The performance of gold has been remarkably constant in 1991: It's been pitiful no matter which international calamity was supposed to send its price skyward at any given time. After briefly hitting $400 an ounce as the Persian Gulf War began, gold rapidly slipped away again, remaining around the mid-$300 range despite the recent Soviet coup.
Whenever investors around the globe get nervous, they're instead turning to U.S. dollar-denominated assets. The safety of interest-paying government securities such as U.S. Treasury bonds has stolen the traditional glitter of gold. Furthermore, there's little demand for this historic hedge against inflation when inflation is so low.

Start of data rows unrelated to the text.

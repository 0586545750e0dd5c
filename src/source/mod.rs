//! Source listing adapters
//!
//! An adapter turns a source repository into a flat list of `SourceEntry`
//! values. Local directories are walked; Nexus and Artifactory repositories
//! are paged through their search APIs. Composer runs expand the package
//! indexes found by any of them.

mod composer;
mod jfrog;
mod local;
mod nexus;

pub use composer::ComposerIndexListing;
pub use jfrog::JfrogListing;
pub use local::LocalListing;
pub use nexus::NexusListing;

use crate::config::{ArtifactType, MigrateConfig, SourceType};
use crate::error::{MigrateError, Result};
use crate::inventory::SourceEntry;
use async_trait::async_trait;
use url::Url;

/// Produces the entries of a source repository
#[async_trait]
pub trait ListingAdapter: Send + Sync {
    /// Human-readable description for logs
    fn describe(&self) -> String;

    /// List every file of the repository
    async fn list(&self) -> Result<Vec<SourceEntry>>;
}

/// Adapter for the configured source
pub fn adapter_for(config: &MigrateConfig, client: reqwest::Client) -> Result<Box<dyn ListingAdapter>> {
    let adapter: Box<dyn ListingAdapter> = match config.source_type {
        SourceType::Local => Box::new(LocalListing::new(&config.source)),
        SourceType::Nexus => Box::new(NexusListing::new(
            client.clone(),
            &config.source,
            config.source_credentials.clone(),
        )?),
        SourceType::Jfrog => Box::new(JfrogListing::new(
            client.clone(),
            &config.source,
            config.source_credentials.clone(),
        )?),
    };
    if config.kind == ArtifactType::Composer {
        return Ok(Box::new(ComposerIndexListing::new(
            adapter,
            client,
            config.source_credentials.clone(),
        )));
    }
    Ok(adapter)
}

/// Repository name of a `{base}/repository/{name}` style URL
pub fn repository_name(source: &str) -> Result<String> {
    let url = Url::parse(source.trim()).map_err(|e| MigrateError::config(format!("Invalid source URL '{}': {}", source, e)))?;
    url.path_segments()
        .and_then(|mut segments| segments.nth(1))
        .filter(|name| !name.is_empty())
        .map(str::to_string)
        .ok_or_else(|| MigrateError::config(format!("Cannot find repository name in '{}'", source)))
}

"Gold has flat-lined so much the past few years that it has virtually become an 'unprecious' metal," said Alan Posnick, senior vice president with New York-based MTB Banking Corp. "Yet, even though we've been lulled to sleep by its performance, I'd hold rather than sell, because it isn't likely to go much lower."
Investors in gold coins have done poorly the past 10 years. And, despite good sales in January, sales of the American Gold Eagle coin have since ground to a virtual halt, Posnick notes.
Too many investors expect gold to blast through the roof whenever world events are bad, and that is simply an unrealistic expectation, say the experts.
"On the positive side, gold was a hedge of sorts when the Soviet coup occurred, for its value did stay steady while many financial instruments fell," said John Phizackerley, analyst with Shearson Lehman Brothers. "However, the only factors that I really expect would make gold prices move up dramatically would be a weaker dollar or a stock-market turnaround."
For those contemplating buying gold, a lot of the risk has been removed.
"We've finally reached a point where all the bad news now seems to be in the gold market, so this may well be the bottom," said Walter Perschke, chairman of Chicago-based Numisco Rare Coins.
Gold-mining stocks have performed better than the metal itself, particularly stocks of companies which have rapidly rising production and are therefore more immune to gold prices.
Top-performing gold mutual funds in 1991, according to the Mutual Fund Values investment service, are:
Keystone Precious Metal Holdings, Boston; $124 million in assets; no front-end "load" (initial sales charge), but instead a deferred sales charge; $1,000 minimum initial investment; up 10.58 percent.
Franklin Gold Fund, San Mateo, Calif.; $277 million in assets; 4 percent "load"; $100 minimum initial investment; up 10.37 percent.
International Investors Fund, New York; $579 million in assets; 8.5 percent load; $1,000 minimum initial investment; up 9.51 percent.
Vanguard Specialized Gold and Precious Metals Fund, Valley Forge, Pa.; $170 million in assets; no "load," but 1 percent redemption fee; $3,000 minimum initial investment; up 9.37 percent.
United Gold & Government Fund, Shawnee Mission, Kan.; $45 (( million in assets; 8.5 percent load; $500 minimum initial investment; up 7.39 percent.